Organization and Operations

Organization and Operations
6 Months Ended
Jun. 30, 2020
Organization and Operations [Abstract]  
Organization and Operations Organization and Operations
Two Harbors Investment Corp. is a Maryland corporation that, through its wholly owned subsidiaries (collectively, the Company), invests in and manages Agency residential mortgage-backed securities, or Agency RMBS, mortgage servicing rights, or MSR, and other financial assets. The investment portfolio as a whole is managed by the Company’s Chief Investment Officer and resources are allocated and financial performance is assessed on a consolidated basis. The Company is externally managed and advised by PRCM Advisers LLC, which is a subsidiary of Pine River Capital Management L.P., or Pine River. The Company’s common stock is listed on the NYSE under the symbol “TWO”.
The Company was incorporated on May 21, 2009, and commenced operations as a publicly traded company on October 28, 2009, upon completion of a merger with Capitol Acquisition Corp., or Capitol, which became a wholly owned indirect subsidiary of the Company as a result of the merger.

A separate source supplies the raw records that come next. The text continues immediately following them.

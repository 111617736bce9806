// Copyright (c) 2025 - Cowboy AI, Inc.
//! F5 BIG-IP firewall mutations
//!
//! Firewall instances are generated per zone from the edge pattern: one
//! primary interface on the `f5-management` tier and one secondary
//! interface per remaining firewall tier. Creating or re-zoning the
//! deployment regenerates every instance; per-instance edits are limited
//! to the fields that survive regeneration.

use crate::config::{F5TemplateData, F5Vsi, SecondaryInterfaceSg, SshKey};
use crate::cursor;
use crate::errors::{StoreError, StoreResult};
use crate::store::{defaults, EdgePattern, Store};

const DEFAULT_F5_IMAGE: &str = "f5-bigip-16-1-2-2-0-0-28-all-1slot";

/// Overrides applied to every generated instance
#[derive(Debug, Clone, Default)]
pub struct F5VsiSave {
    pub zones: u8,
    pub f5_image_name: Option<String>,
    pub machine_type: Option<String>,
    pub resource_group: Option<String>,
    pub ssh_keys: Option<Vec<String>>,
}

/// Per-instance fields that survive regeneration
#[derive(Debug, Clone)]
pub struct F5InstanceSave {
    pub resource_group: Option<String>,
    pub boot_volume_encryption_key_name: Option<String>,
}

fn new_f5_vsi(
    prefix: &str,
    pattern: EdgePattern,
    zone: u8,
    use_management: bool,
    params: &F5VsiSave,
) -> F5Vsi {
    let vpc = if use_management { "management" } else { "edge" };
    let mut secondary_subnet_names = Vec::new();
    let mut secondary_subnet_security_group_names = Vec::new();
    for tier in pattern.firewall_tiers() {
        if *tier == "f5-management" {
            continue;
        }
        secondary_subnet_names.push(format!("{tier}-zone-{zone}"));
        secondary_subnet_security_group_names.push(SecondaryInterfaceSg {
            group_name: format!("{tier}-sg"),
            interface_name: format!("{prefix}-{vpc}-{tier}-{zone}"),
        });
    }
    F5Vsi {
        boot_volume_encryption_key_name: Some("slz-vsi-volume-key".to_string()),
        domain: "local".to_string(),
        enable_external_floating_ip: true,
        enable_management_floating_ip: false,
        f5_image_name: params
            .f5_image_name
            .clone()
            .unwrap_or_else(|| DEFAULT_F5_IMAGE.to_string()),
        hostname: "f5-ve-01".to_string(),
        machine_type: params
            .machine_type
            .clone()
            .unwrap_or_else(|| "cx2-4x8".to_string()),
        name: format!("f5-zone-{zone}"),
        primary_subnet_name: Some(format!("f5-management-zone-{zone}")),
        resource_group: params
            .resource_group
            .clone()
            .or_else(|| Some(format!("{vpc}-rg"))),
        secondary_subnet_names,
        secondary_subnet_security_group_names,
        security_groups: vec!["f5-management-sg".to_string()],
        ssh_keys: params
            .ssh_keys
            .clone()
            .unwrap_or_else(|| vec!["slz-ssh-key".to_string()]),
        vpc_name: Some(vpc.to_string()),
    }
}

impl Store {
    fn edge_pattern_required(&self) -> StoreResult<EdgePattern> {
        self.edge_pattern
            .ok_or_else(|| StoreError::not_found("edge network", "edge"))
    }

    /// Generate one firewall instance per zone. Requires an edge network.
    ///
    /// The boot volume key and an ssh key are prerequisites of every
    /// instance, so both are created here if missing.
    pub fn create_f5_vsi(&mut self, use_management: bool, zones: u8) -> StoreResult<()> {
        let pattern = self.edge_pattern_required()?;
        self.f5_on_management = use_management;
        if !cursor::contains_key(&self.config.key_management.keys, "slz-vsi-volume-key") {
            self.config
                .key_management
                .keys
                .push(defaults::root_key("slz-vsi-volume-key"));
        }
        if self.config.ssh_keys.is_empty() {
            self.config.ssh_keys.push(SshKey {
                name: "slz-ssh-key".to_string(),
                public_key: "<user-determined-value>".to_string(),
                resource_group: None,
            });
        }
        let prefix = self.prefix.clone();
        self.config.f5_vsi = (1..=zones)
            .map(|zone| new_f5_vsi(&prefix, pattern, zone, use_management, &F5VsiSave::default()))
            .collect();
        self.update();
        Ok(())
    }

    /// Regenerate the deployment with new zone count and overrides
    pub fn save_f5_vsi(&mut self, params: F5VsiSave) -> StoreResult<()> {
        let pattern = self.edge_pattern_required()?;
        let use_management = self.f5_on_management;
        let prefix = self.prefix.clone();
        self.config.f5_vsi = (1..=params.zones)
            .map(|zone| new_f5_vsi(&prefix, pattern, zone, use_management, &params))
            .collect();
        self.update();
        Ok(())
    }

    pub fn save_f5_instance(&mut self, name: &str, params: F5InstanceSave) -> StoreResult<()> {
        let instance = cursor::find_mut(&mut self.config.f5_vsi, name)?;
        instance.resource_group = params.resource_group;
        instance.boot_volume_encryption_key_name = params.boot_volume_encryption_key_name;
        self.update();
        Ok(())
    }

    /// Template fields are strings with the literal `"null"` as the empty
    /// value; blank input normalizes to it. The admin password is the one
    /// genuinely nullable field.
    pub fn save_f5_template(&mut self, mut template: F5TemplateData) {
        for field in [
            &mut template.license_type,
            &mut template.byol_license_basekey,
            &mut template.license_host,
            &mut template.license_password,
            &mut template.license_pool,
            &mut template.license_sku_keyword_1,
            &mut template.license_sku_keyword_2,
            &mut template.license_username,
            &mut template.license_unit_of_measure,
            &mut template.template_source,
            &mut template.template_version,
            &mut template.app_id,
            &mut template.phone_home_url,
            &mut template.do_declaration_url,
            &mut template.as3_declaration_url,
            &mut template.ts_declaration_url,
            &mut template.tgstandby_url,
            &mut template.tgrefresh_url,
            &mut template.tgactive_url,
        ] {
            if field.is_empty() {
                *field = "null".to_string();
            }
        }
        if template.tmos_admin_password.as_deref() == Some("") {
            template.tmos_admin_password = None;
        }
        self.config.f5_template_data = template;
        self.update();
    }

    pub(crate) fn reconcile_f5(&mut self) {
        // runs before the ssh key pass, so resolve key names directly
        let ssh_keys = cursor::names(&self.config.ssh_keys);
        for instance in &mut self.config.f5_vsi {
            cursor::heal_unfound(
                &self.encryption_keys,
                &mut instance.boot_volume_encryption_key_name,
                "encryption key",
            );
            cursor::heal_unfound(
                &self.resource_group_list,
                &mut instance.resource_group,
                "resource group",
            );
            cursor::heal_unfound(&self.vpc_list, &mut instance.vpc_name, "vpc");
            cursor::retain_found(&ssh_keys, &mut instance.ssh_keys);
        }
    }
}

#[cfg(test)]
mod tests {
    use super::*;
    use pretty_assertions::assert_eq;

    #[test]
    fn create_requires_an_edge_network() {
        let mut store = Store::new();
        assert!(store.create_f5_vsi(false, 3).is_err());
    }

    #[test]
    fn instances_generate_per_zone_with_secondary_interfaces() {
        let mut store = Store::new();
        store.create_edge_vpc(EdgePattern::VpnAndWaf, false).unwrap();
        store.create_f5_vsi(false, 2).unwrap();

        let instances = &store.config().f5_vsi;
        assert_eq!(instances.len(), 2);
        let first = &instances[0];
        assert_eq!(first.name, "f5-zone-1");
        assert_eq!(first.primary_subnet_name.as_deref(), Some("f5-management-zone-1"));
        assert_eq!(
            first.secondary_subnet_names,
            vec!["f5-bastion-zone-1", "f5-external-zone-1", "f5-workload-zone-1"]
        );
        assert_eq!(
            first.secondary_subnet_security_group_names[0].group_name,
            "f5-bastion-sg"
        );
        assert_eq!(first.resource_group.as_deref(), Some("edge-rg"));
        assert_eq!(first.f5_image_name, DEFAULT_F5_IMAGE);
        assert_eq!(instances[1].name, "f5-zone-2");
    }

    #[test]
    fn create_provisions_missing_prerequisites() {
        let mut store = Store::new();
        store.create_edge_vpc(EdgePattern::Waf, false).unwrap();
        store.delete_encryption_key("slz-vsi-volume-key").unwrap();
        store.delete_ssh_key("slz-ssh-key").unwrap();

        store.create_f5_vsi(false, 1).unwrap();
        assert!(store
            .encryption_keys()
            .contains(&"slz-vsi-volume-key".to_string()));
        assert_eq!(store.config().ssh_keys[0].name, "slz-ssh-key");
        assert_eq!(
            store.config().f5_vsi[0].ssh_keys,
            vec!["slz-ssh-key".to_string()]
        );
    }

    #[test]
    fn save_rezones_with_overrides() {
        let mut store = Store::new();
        store.create_edge_vpc(EdgePattern::FullTunnel, true).unwrap();
        store.create_f5_vsi(true, 3).unwrap();
        store
            .save_f5_vsi(F5VsiSave {
                zones: 1,
                machine_type: Some("cx2-8x16".to_string()),
                ..F5VsiSave::default()
            })
            .unwrap();

        let instances = &store.config().f5_vsi;
        assert_eq!(instances.len(), 1);
        assert_eq!(instances[0].machine_type, "cx2-8x16");
        assert_eq!(instances[0].vpc_name.as_deref(), Some("management"));
        assert_eq!(instances[0].resource_group.as_deref(), Some("management-rg"));
    }

    #[test]
    fn template_save_normalizes_blank_fields() {
        let mut store = Store::new();
        let mut template = F5TemplateData::default();
        template.license_host = String::new();
        template.app_id = String::new();
        template.tmos_admin_password = Some(String::new());
        store.save_f5_template(template);

        let saved = &store.config().f5_template_data;
        assert_eq!(saved.license_host, "null");
        assert_eq!(saved.app_id, "null");
        assert_eq!(saved.tmos_admin_password, None);
    }
}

The Company has elected to be treated as a real estate investment trust, or REIT, as defined under the Internal Revenue Code of 1986, as amended, or the Code, for U.S. federal income tax purposes. As long as the Company continues to comply with a number of requirements under federal tax law and maintains its qualification as a REIT, the Company generally will not be subject to U.S. federal income taxes to the extent that the Company distributes its taxable income to its stockholders on an annual basis and does not engage in prohibited transactions. However, certain activities that the Company may perform may cause it to earn income which will not be qualifying income for REIT purposes. The Company has designated certain of its subsidiaries as taxable REIT subsidiaries, or TRSs, as defined in the Code, to engage in such activities.
In the first quarter of 2020, the Company experienced unprecedented market conditions as a result of the global COVID-19 pandemic, including unusually significant spread widening in both Agency RMBS and non-Agency securities. In response, the Company focused its efforts on raising excess liquidity and de-risking its portfolio. On March 25, 2020, the Company sold substantially all of its non-Agency securities in order to eliminate the risks posed by continued margin calls and ongoing funding concerns associated with the significant spread widening on these assets. During the first quarter, the Company also sold approximately one-third of its Agency RMBS in order to reduce risk and raise cash to establish a strong defensive liquidity position to weather potential ongoing economic and market instability.
On April 13, 2020, the Company announced that it had elected to not renew the Management Agreement with PRCM Advisers on the basis of unfair compensation payable to the manager pursuant to Section 13(a)(ii) of the Management Agreement. As a result, the Company had expected the Management Agreement to terminate on September 19, 2020, at which time the Company would have been required to pay a termination fee calculated pursuant to the terms of the Management Agreement.
On July 15, 2020, the Company provided PRCM Advisers with a notice of termination of the Management Agreement for “cause” pursuant to Section 15(a) of the Management Agreement. The notice of termination specifies that the Management Agreement will terminate on August 14, 2020. No termination fee will be payable to PRCM Advisers in connection with the termination.
Following the termination of the Management Agreement, the Company will become a self-managed company. The Company expects to continue to be managed by its current senior management team, along with the other personnel currently providing services to the Company.